Chin-chin for the mo, Ian H.
(Admiral of The Feet).


    1. I do wonder how much confusion “starboard” and “larboard” must have caused at sea during storms and wotnots. ‘Eh? Come again, Captain?’…


  1. Our Oregon weather keeps us guessing too. First day of summer was 20 degrees cooler than the previous day, and we had thunderstorms all morning. What a way to run a railroad…

    Strangling–yes. There were several people in my radar this week. Lucky for them they were nowhere near me.

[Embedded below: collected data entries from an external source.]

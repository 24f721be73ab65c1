//! MemoryRepository: in-memory `EntityRepository`

use std::collections::BTreeMap;
use std::sync::Arc;

use parking_lot::RwLock;
use termdex_core::{EntityId, EntityRef, EntityRepository, EqualityFilter, Record, Result};

use crate::document::Document;

/// Host records held in memory, keyed by identity
#[derive(Default)]
pub struct MemoryRepository {
    records: RwLock<BTreeMap<EntityRef, Arc<dyn Record>>>,
}

impl MemoryRepository {
    /// Create an empty repository
    pub fn new() -> Self {
        Self::default()
    }

    /// Insert or replace a record, returning the previous one
    pub fn insert(&self, record: Arc<dyn Record>) -> Option<Arc<dyn Record>> {
        self.records.write().insert(record.entity_ref(), record)
    }

    /// Insert a document and hand back the shared record
    pub fn insert_document(&self, doc: Document) -> Arc<dyn Record> {
        let record = doc.into_record();
        self.insert(Arc::clone(&record));
        record
    }

    /// Remove a record
    pub fn remove(&self, entity: &EntityRef) -> Option<Arc<dyn Record>> {
        self.records.write().remove(entity)
    }

    /// Number of stored records
    pub fn len(&self) -> usize {
        self.records.read().len()
    }

    /// True if no records are stored
    pub fn is_empty(&self) -> bool {
        self.records.read().is_empty()
    }
}

impl EntityRepository for MemoryRepository {
    fn load(&self, entity: &EntityRef) -> Result<Option<Arc<dyn Record>>> {
        Ok(self.records.read().get(entity).cloned())
    }

    fn fetch(
        &self,
        table: &str,
        ids: &[EntityId],
        filters: &[EqualityFilter],
    ) -> Result<Vec<Arc<dyn Record>>> {
        let records = self.records.read();
        Ok(ids
            .iter()
            .filter_map(|&id| records.get(&EntityRef::from_parts(table, id)))
            .filter(|record| filters.iter().all(|f| f.matches(record.as_ref())))
            .cloned()
            .collect())
    }
}
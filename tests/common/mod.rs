//! Shared test utilities for the integration suites.
//!
//! Import via `#[path = "../common/mod.rs"] mod common;` from a suite's main.rs.

#![allow(dead_code)]
#![allow(unused_imports)]

use std::sync::{Arc, Once};

pub use termdex::*;

// ============================================================================
// Initialization
// ============================================================================

static INIT_TRACING: Once = Once::new();

/// Route engine logs to the test harness output (shown on failure only).
pub fn init_tracing() {
    INIT_TRACING.call_once(|| {
        let _ = tracing_subscriber::fmt()
            .with_test_writer()
            .with_max_level(tracing::Level::DEBUG)
            .try_init();
    });
}

// ============================================================================
// TestEngine - engine over in-memory store and repository
// ============================================================================

/// Engine wrapper owning its store, repository and lifecycle hook.
pub struct TestEngine {
    pub engine: Arc<SearchEngine>,
    pub store: Arc<MemoryStore>,
    pub repo: Arc<MemoryRepository>,
    pub sleeper: Arc<RecordingSleeper>,
    pub hook: ChangeHook,
}

impl TestEngine {
    /// Deferred jobs run on the calling thread.
    pub fn inline() -> Self {
        Self::build(|builder| builder.inline_queue())
    }

    /// Deferred jobs run on background workers.
    pub fn background() -> Self {
        Self::build(|builder| builder)
    }

    /// Deferred jobs are handed to `queue`.
    pub fn with_queue(queue: Arc<dyn JobQueue>) -> Self {
        Self::build(|builder| builder.job_queue(queue))
    }

    /// Engine with `config`, inline queue.
    pub fn with_config(config: SearchConfig) -> Self {
        Self::build(|builder| builder.config(config).inline_queue())
    }

    fn build(customize: impl FnOnce(SearchEngineBuilder) -> SearchEngineBuilder) -> Self {
        init_tracing();
        let store = Arc::new(MemoryStore::new());
        let repo = Arc::new(MemoryRepository::new());
        let sleeper = Arc::new(RecordingSleeper::new());
        let builder = SearchEngine::builder(store.clone(), repo.clone()).sleeper(sleeper.clone());
        let engine = Arc::new(customize(builder).build().expect("engine builds"));
        let hook = ChangeHook::new(engine.clone());
        TestEngine {
            engine,
            store,
            repo,
            sleeper,
            hook,
        }
    }

    /// Store `doc` in the repository and index it synchronously.
    pub fn index(&self, doc: Document, fields: &[&str]) -> Arc<dyn Record> {
        let record = self.repo.insert_document(doc);
        self.engine
            .index(record.as_ref(), &parse(fields), false)
            .expect("index succeeds");
        record
    }

    /// Store `doc` and report it through the lifecycle hook.
    pub fn save(&self, doc: Document) -> Arc<dyn Record> {
        let is_create = self.repo.load(doc.entity()).expect("load").is_none();
        let record = self.repo.insert_document(doc);
        self.hook
            .on_entity_saved(record.as_ref(), is_create, false)
            .expect("save hook succeeds");
        record
    }

    /// Report a deletion through the hook, then drop the record.
    pub fn delete(&self, entity: &EntityRef) {
        self.hook.on_entity_deleted(entity).expect("delete hook succeeds");
        self.repo.remove(entity);
    }

    /// Ids of the first result page, in rank order.
    pub fn search(&self, table: &str, query: &str) -> Vec<u64> {
        self.search_request(&SearchRequest::new(table, query))
    }

    /// Ids of the page selected by `request`, in rank order.
    pub fn search_request(&self, request: &SearchRequest) -> Vec<u64> {
        ids(&self.engine.search(request).expect("search succeeds"))
    }

    /// Global count of `term`, 0 when absent.
    pub fn count(&self, term: &str) -> i64 {
        self.engine.term_count(term).expect("term count").unwrap_or(0)
    }

    /// Number of postings held for `term` in `table`.
    pub fn postings_of(&self, table: &str, term: &str) -> usize {
        self.engine
            .indexer()
            .store()
            .postings_for_terms(&[term.to_string()], table)
            .expect("postings")
            .len()
    }
}

/// Parse field references, panicking on malformed input.
pub fn parse(fields: &[&str]) -> Vec<FieldRef> {
    FieldRef::parse_all(fields.iter().copied()).expect("valid field references")
}

/// Entity ids of `records`, in order.
pub fn ids(records: &[Arc<dyn Record>]) -> Vec<u64> {
    records.iter().map(|r| r.entity_ref().id.0).collect()
}

/// Same ids, ignoring order.
pub fn sorted(mut ids: Vec<u64>) -> Vec<u64> {
    ids.sort_unstable();
    ids
}

/// A record of the `items` table with two text fields.
pub fn item(id: u64, field1: &str, field2: &str) -> Document {
    Document::new("items", id)
        .with("field1", field1)
        .with("field2", field2)
}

    Your word-wizness and descriptions always give me a laugh–keep on boating!!

    Liked by 1 person

    1. It’s good to know that there is at least one other part of the world where the locals all look sartorially confused, carrying a bit of everything, just in case! Should you actually throttle anyone please do let me know – I have a spade and several favourite places where I bury bodies, happy to help and to share… 😉


  2. It”s good to know that you can still be relied upon to find he right wine receptacle to keep the boat in tip top shape. I’m sure the occasional neighbour doesn’t think you’re a dipsomaniac. May the wind fare well for you and may the clouds part over your solar panels on a regular basis.

    Liked by 1 person

    1. Thank you! I like to think of myself as having been more of a dipsopath rather than a dipsomaniac. Maniacs are always so animated, whereas we dipsopaths are much more dignified, even if we do always open our wine bottle with one swing of an axe… 🙂

      Liked by 1 person

  3. I was wondering how you do your laundry? At the boat or in a facility? When we had our RV we had a washer / dryer. But most of the time we were hooked to potable water supply. You don’t have that. Hugs

    Liked by 1 person

    1. Hi Scottie, I have a twin-tub washing machine on the boat, built into its own little kennel in the galley. It is just big enough to cope with a double duvet cover. Once through the spinner I then bung everything to dry on an old-fashioned wooden clothes horse. If the weather’s good I can stash that outside on the bow or stern. I use bio-degradable detergent because all grey water goes straight into the canal. It’s a bit of a manual process but only uses what fresh water I give it to use, anything from twenty to forty litres a wash (I have a 545 litre fresh tank), and the electricity is provided by the batteries and replaced by the solar panels. The machine is worth its weight in gold, it has saved me £££ and many hours finding and sitting in laundrettes. 🙂 I’ve got all of the mod cons aboard!

      Liked by 2 people

      1. Grand. Like I said we had a machine in the RV but we always parked in places with full utilities. Our freshwater tank was 400 gallons. We had a grey water tank and a black water tank. Hugs

        Liked by 1 person

    1. Hello, and thank you! I am indeed a legend in my own tartan slippers… Well, I say “legend” but really “subject to ongoing investigation by Interpol and three experimental psychologists specialising in fruitbats” would be more appropriate. If only I had money then I might just be plain old eccentric. Sighs, and exits stage left, weeping… 🙂

      Liked by 2 people

      1. Hello there! You sound suitably eccentric to me. It is a noble state of mind and probably doesn’t require cash. At least, I hope it doesn’t – I’ve been playing the eccentric card quite strongly for years now!

        Liked by 1 person

        1. I think I’m just now getting to the age where I can be considered “eccentric” rather than “weird.” It’s very confusing–behaviorally (I think that’s a word), I’m probably younger than my adult kids, while age-wise I am actually ***mumble mumble*** years old. I gave up being an adult one year for Lent, and decided to keep on with it. I really think I would get on famously with both of you.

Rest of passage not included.